Each week in Watching Politics From the Pew, Benjamin Bartlett offers a thoughtful Christian perspective on the latest political happenings in the news.
What should we do about the rising cost of healthcare?
If you focus your attention on the political rhetoric surrounding this topic, you will usually hear what a candidate is against: public exchanges, insurance companies, mandated coverage, Obamacare, etc. If someone is for something, it is often for the purpose of blame, such as being for tort reform or for price controls on insurance companies.
Some of those debates are helpful. For instance, I personally think finding ways to expand the pool of the insured is a key component of good health reform. I also think tort reform and bundled payment structures based on quality of care rather than number of services are important pieces of addressing our health cost problem.
But as is so often the case, the core of health reform is not in our regulations or our laws or our market structures. It is in ourselves.
See, the problems in our health care system are significant. The system could be better designed and more efficient. But the real driver of health costs in our country isn’t an imperfect system, it’s irresponsible living. Our cost-of-healthcare problems could be almost completely solved in just a few years if every citizen committed themselves to a few basic things: eating healthy, making use of preventative care, and exercising regularly.
Gluttony is one of the seven deadly sins for a reason, though: we keep returning to it like a dog to its vomit. Our national crisis is an amazing display of the simple fact that sinful humans are not good stewards of the bodies God has given them, that they consistently give in to their greed for more even when more is not needed, and that we do not pursue wisdom in all areas of our lives, no matter how much evidence shows us that we need to change.
It’s this last area –the pursuit of wisdom- where you and I need to encourage each other to change. Real wisdom pursues God’s truth and trusts His perfect knowledge. God has placed us in a unique moment in history; a moment when we know more about how to preserve our own health wisely than at any other time. And yet in so many ways we squander it, because we refuse to commit time and energy to learning and to reorganizing key aspects of how we live.
Obamacare has some good ideas, and it also has some bad ones. Republican opponents have some good alternative ideas, and they also have some bad ones. But the fact is that neither side has any real ability to target the real problem; people love pleasing themselves more than they love pursuing wisdom that God has made available to them.

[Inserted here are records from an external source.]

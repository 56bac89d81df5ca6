//! Typed client for the core's management RPC.
//!
//! Each call opens a short-lived loopback channel with a bounded
//! timeout and returns the per-call error to the caller; retry policy
//! lives in the reconciliation engine, not here.

use crate::account::{build_protocol_user, typed};
use crate::proto::xray::app::proxyman::command::handler_service_client::HandlerServiceClient;
use crate::proto::xray::app::proxyman::command::{
    AddUserOperation, AlterInboundRequest, RemoveUserOperation, RemoveUserRateLimitRequest,
    SetUserRateLimitRequest,
};
use crate::proto::xray::app::stats::command::stats_service_client::StatsServiceClient;
use crate::proto::xray::app::stats::command::QueryStatsRequest;
use crate::CoreError;
use pa_types::{AliveUser, User};
use std::time::Duration;
use tonic::transport::{Channel, Endpoint};
use tracing::debug;

const DEFAULT_RPC_TIMEOUT: Duration = Duration::from_secs(10);

/// Client for the core's HandlerService and StatsService.
#[derive(Debug, Clone)]
pub struct XrayApiClient {
    addr: String,
    timeout: Duration,
}

/// One raw counter tuple as returned by the stats service.
#[derive(Debug, Clone, PartialEq, Eq)]
pub struct RawStat {
    pub name: String,
    pub value: i64,
}

impl XrayApiClient {
    pub fn new(addr: impl Into<String>) -> Self {
        Self {
            addr: addr.into(),
            timeout: DEFAULT_RPC_TIMEOUT,
        }
    }

    async fn channel(&self) -> Result<Channel, CoreError> {
        let endpoint = Endpoint::from_shared(format!("http://{}", self.addr))
            .map_err(|source| CoreError::Connect {
                addr: self.addr.clone(),
                source,
            })?
            .connect_timeout(self.timeout)
            .timeout(self.timeout);
        endpoint.connect().await.map_err(|source| CoreError::Connect {
            addr: self.addr.clone(),
            source,
        })
    }

    /// Query counter tuples matching `pattern`. With `reset` the core
    /// zeroes each returned counter atomically, so every periodic
    /// traffic poll must pass `reset = true` or bytes get double counted.
    pub async fn query_stats(&self, pattern: &str, reset: bool) -> Result<Vec<RawStat>, CoreError> {
        let mut client = StatsServiceClient::new(self.channel().await?);
        let resp = client
            .query_stats(QueryStatsRequest {
                pattern: pattern.to_string(),
                reset,
            })
            .await
            .map_err(|source| CoreError::Rpc {
                call: "QueryStats",
                source,
            })?;
        Ok(resp
            .into_inner()
            .stat
            .into_iter()
            .map(|s| RawStat {
                name: s.name,
                value: s.value,
            })
            .collect())
    }

    /// Add a user to an inbound without restarting the core.
    pub async fn add_user(&self, inbound_tag: &str, user: &User) -> Result<(), CoreError> {
        let proto_user = build_protocol_user(user)?;
        let mut client = HandlerServiceClient::new(self.channel().await?);
        client
            .alter_inbound(AlterInboundRequest {
                tag: inbound_tag.to_string(),
                operation: Some(typed(
                    "xray.app.proxyman.command.AddUserOperation",
                    &AddUserOperation {
                        user: Some(proto_user),
                    },
                )),
            })
            .await
            .map_err(|source| CoreError::Rpc {
                call: "AlterInbound/AddUser",
                source,
            })?;
        debug!(email = %user.email, inbound = inbound_tag, "user added to inbound");
        Ok(())
    }

    /// Remove a user from an inbound. Removing a non-member is success.
    pub async fn remove_user(&self, inbound_tag: &str, email: &str) -> Result<(), CoreError> {
        let mut client = HandlerServiceClient::new(self.channel().await?);
        let result = client
            .alter_inbound(AlterInboundRequest {
                tag: inbound_tag.to_string(),
                operation: Some(typed(
                    "xray.app.proxyman.command.RemoveUserOperation",
                    &RemoveUserOperation {
                        email: email.to_string(),
                    },
                )),
            })
            .await;
        match result {
            Ok(_) => {
                debug!(email, inbound = inbound_tag, "user removed from inbound");
                Ok(())
            }
            // The core answers NotFound for a non-member; that is the
            // desired end state.
            Err(status) if status.code() == tonic::Code::NotFound => Ok(()),
            Err(source) => Err(CoreError::Rpc {
                call: "AlterInbound/RemoveUser",
                source,
            }),
        }
    }

    /// Disconnect a user everywhere: remove from every listed inbound
    /// over a single connection, continuing past per-tag failures.
    pub async fn kick_user(&self, email: &str, inbound_tags: &[String]) -> Result<(), CoreError> {
        let mut client = HandlerServiceClient::new(self.channel().await?);
        for tag in inbound_tags {
            let result = client
                .alter_inbound(AlterInboundRequest {
                    tag: tag.clone(),
                    operation: Some(typed(
                        "xray.app.proxyman.command.RemoveUserOperation",
                        &RemoveUserOperation {
                            email: email.to_string(),
                        },
                    )),
                })
                .await;
            if let Err(status) = result {
                if status.code() != tonic::Code::NotFound {
                    debug!(email, inbound = %tag, error = %status, "kick skipped inbound");
                }
            }
        }
        Ok(())
    }

    pub async fn set_user_rate_limit(
        &self,
        email: &str,
        uplink_bytes_per_sec: i64,
        downlink_bytes_per_sec: i64,
    ) -> Result<(), CoreError> {
        let mut client = HandlerServiceClient::new(self.channel().await?);
        client
            .set_user_rate_limit(SetUserRateLimitRequest {
                email: email.to_string(),
                uplink: uplink_bytes_per_sec,
                downlink: downlink_bytes_per_sec,
            })
            .await
            .map_err(|source| CoreError::Rpc {
                call: "SetUserRateLimit",
                source,
            })?;
        debug!(
            email,
            uplink = uplink_bytes_per_sec,
            downlink = downlink_bytes_per_sec,
            "user rate limit set"
        );
        Ok(())
    }

    pub async fn remove_user_rate_limit(&self, email: &str) -> Result<(), CoreError> {
        let mut client = HandlerServiceClient::new(self.channel().await?);
        client
            .remove_user_rate_limit(RemoveUserRateLimitRequest {
                email: email.to_string(),
            })
            .await
            .map_err(|source| CoreError::Rpc {
                call: "RemoveUserRateLimit",
                source,
            })?;
        debug!(email, "user rate limit removed");
        Ok(())
    }

    /// Online session gauge for one user (never negative).
    pub async fn get_user_online_count(&self, email: &str) -> Result<i64, CoreError> {
        let pattern = format!("user>>>{email}>>>online");
        let stats = self.query_stats(&pattern, false).await?;
        Ok(stats
            .iter()
            .find(|s| s.name.contains("online"))
            .map(|s| s.value.max(0))
            .unwrap_or(0))
    }

    /// Per-user online IP entries for the alive report.
    ///
    /// The supervised core build exposes no online-IP-list RPC, so this
    /// yields an empty set; the Panel drives kicks from its own
    /// connection-log accounting instead.
    pub async fn get_online_users(&self, emails: &[String]) -> Result<Vec<AliveUser>, CoreError> {
        if !emails.is_empty() {
            debug!(
                users = emails.len(),
                "core build lacks an online-IP list; reporting no per-user sessions"
            );
        }
        Ok(Vec::new())
    }
}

Let me just take a moment to encourage you to pursue this wisdom. Learn the basics about how to be healthy. Get help in understanding your particular health needs. Set clear, measurable, attainable goals for yourself, and get accountability help in pursuing them. God has given you access to wisdom which will make you a better servant in the city of God, and a better citizen in the city of man. Little things like this can have a big impact in the advancement of the gospel.